The final stage in effectively integrating PR activity with the rest of the marketing mix required breaking down internal barriers, with Gorkana, the communications team and the GSK data insight team meeting to discuss the various data outputs which could be provided. Crucially, the data provided by Gorkana had to work effectively with the data representing the other marketing disciplines.
Gorkana analysed all content around PR activities for Aquafresh Kids. We produced multiple weekly data sets to allow the GSK data insight team to test and choose the most representative feed of data for PR.
Gross Rating Points (GRPs)
The viability of the data within the existing econometric model was important – but making the data comparable with the other marketing disciplines was crucial. Gorkana provided GRPs, which were already representing advertising within the model, allowing the insight team to successfully integrate the PR data into the mix.
Gorkana used primary research (sample: 10,000 UK adults) to model the following target audiences:
– All UK adults
– Mothers with young children (under 12 years old)
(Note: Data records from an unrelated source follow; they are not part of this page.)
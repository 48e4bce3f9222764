// Copyright 2025 the Minkowski Authors
// SPDX-License-Identifier: Apache-2.0 OR MIT

use criterion::{Criterion, black_box, criterion_group, criterion_main};
use minkowski_diagram::{Actor, BuildStats, Diagram, DiagramConfig, trace_dataset};
use minkowski_lorentz::{Boost, BoostSteps, Event, Velocity};

fn fleet(n: usize, dots: usize) -> Vec<Actor> {
    (0..n)
        .map(|i| {
            // Spread velocities over (-0.9, 0.9).
            let v = -0.9 + 1.8 * (i as f64 + 0.5) / n as f64;
            Actor::new(format!("actor {i}"), v)
                .expect("fleet velocities are subluminal")
                .with_position(i as f64 - n as f64 / 2.0)
                .with_dots(dots, 0.5)
        })
        .collect()
}

fn bench_kernel(c: &mut Criterion) {
    let mut group = c.benchmark_group("minkowski_lorentz");
    let u = Velocity::new(0.6).expect("0.6 is subluminal");
    let boost = Boost::new(u);
    let events: Vec<Event> = (0..1_024)
        .map(|i| Event::new(i as f64 * 0.01, 5.0 - i as f64 * 0.02))
        .collect();

    group.bench_function("boost_apply(1024)", |b| {
        b.iter(|| {
            let sum = events
                .iter()
                .map(|e| boost.apply(*e))
                .fold(0.0, |acc, e| acc + e.t + e.x);
            black_box(sum);
        });
    });

    group.bench_function("steps_iter(201)", |b| {
        let steps = BoostSteps::new(201).expect("201 steps is valid");
        b.iter(|| {
            let sum: f64 = steps.iter().map(|(_, u)| u.gamma()).sum();
            black_box(sum);
        });
    });

    group.finish();
}

fn bench_diagram(c: &mut Criterion) {
    let mut group = c.benchmark_group("minkowski_diagram");
    group.sample_size(30);

    let config = DiagramConfig::default();
    let one = fleet(1, 20);
    let u = Velocity::new(0.3).expect("0.3 is subluminal");
    group.bench_function("trace_dataset(dots=20)", |b| {
        b.iter(|| {
            black_box(trace_dataset(
                &one[0],
                u,
                config.grid_extent(),
                &config.grid,
            ));
        });
    });

    for &(actors, steps, dots) in &[(2_usize, 21_usize, 20_usize), (8, 41, 40), (32, 101, 100)] {
        let fleet = fleet(actors, dots);
        let config = DiagramConfig::default().with_step_count(steps);
        group.bench_function(
            format!("build(actors={actors},steps={steps},dots={dots})"),
            |b| {
                b.iter(|| {
                    let diagram = Diagram::build(&config, &fleet).expect("valid diagram");
                    black_box(diagram);
                });
            },
        );
        group.bench_function(
            format!("build_with_stats(actors={actors},steps={steps},dots={dots})"),
            |b| {
                b.iter(|| {
                    let mut stats = BuildStats::default();
                    let diagram = Diagram::build_with_trace(&config, &fleet, &mut stats)
                        .expect("valid diagram");
                    black_box((diagram, stats));
                });
            },
        );
    }

    group.finish();
}

criterion_group!(benches, bench_kernel, bench_diagram);
criterion_main!(benches);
The research, which combined lifestyle attributes and media consumption habits, was used to understand whether content had been effective in reaching UK mothers. Gorkana’s ability to generate GRPs to specific audiences, based on PR generated content, was fundamental to the communications team being able to prove ROI through the existing model.
The content generated by the GSK campaign was mapped to the survey answers, establishing the percentage of each audience exposed to Aquafresh Kids coverage (“reach”) and the average number of times each person was exposed to coverage (“frequency”). GRPs were then calculated by multiplying reach x frequency per week, giving an illustrative data set: The three spikes across the four-month period directly reflected the three stage implementation of the programme. The first phase of awareness building generated the highest GRPs.
Cost per GRP
As well as allowing the data insight team to integrate PR and generate a true ROI for PR activity, GRPs also facilitated direct cost comparisons. The need for the communications team to align their language of success with the rest of marketing could be satisfied. The UK communications team used a secondary metric to the econometric model outcome: cost per GRP to UK mothers. The PR spend for the programme for the 13-week period covering the first two stages was £60,000 making the cost per GRP to UK mothers £335, compared with £449 for all UK adults, demonstrating effective and resourceful targeting of activity. These numbers also compared favourably to paid activity.
The PR team successfully integrated with the rest of the marketing mix. The econometric model proved that PR accounted for nearly 3 percent of sales for the Aquafresh Kids during the campaign, meaning that for every £1 spent almost £4 was generated in incremental sales. This was a significantly higher ROI than was demonstrated in the model for the other marketing activities during the same time period.
This was a huge breakthrough for the communications team as they had never before been able to make a definitive claim about the impact of their activities on the bottom line.
As a result of the success of this model, subsequent data sets have been commissioned to feed into the wider global econometric programme for other brands. GSK say that further analysis of other campaigns in other countries will help them understand the synergies between PR, and paid media and promotions, and whether PR activities drive sales for GSK’s brands only, or for the whole category. This will ultimately help them make more informed investment decisions in the future.
The work by the GSK communications team and Gorkana has allowed PR to speak the language of wider business and should be held up as an example of truly integrated marketing communications measurement.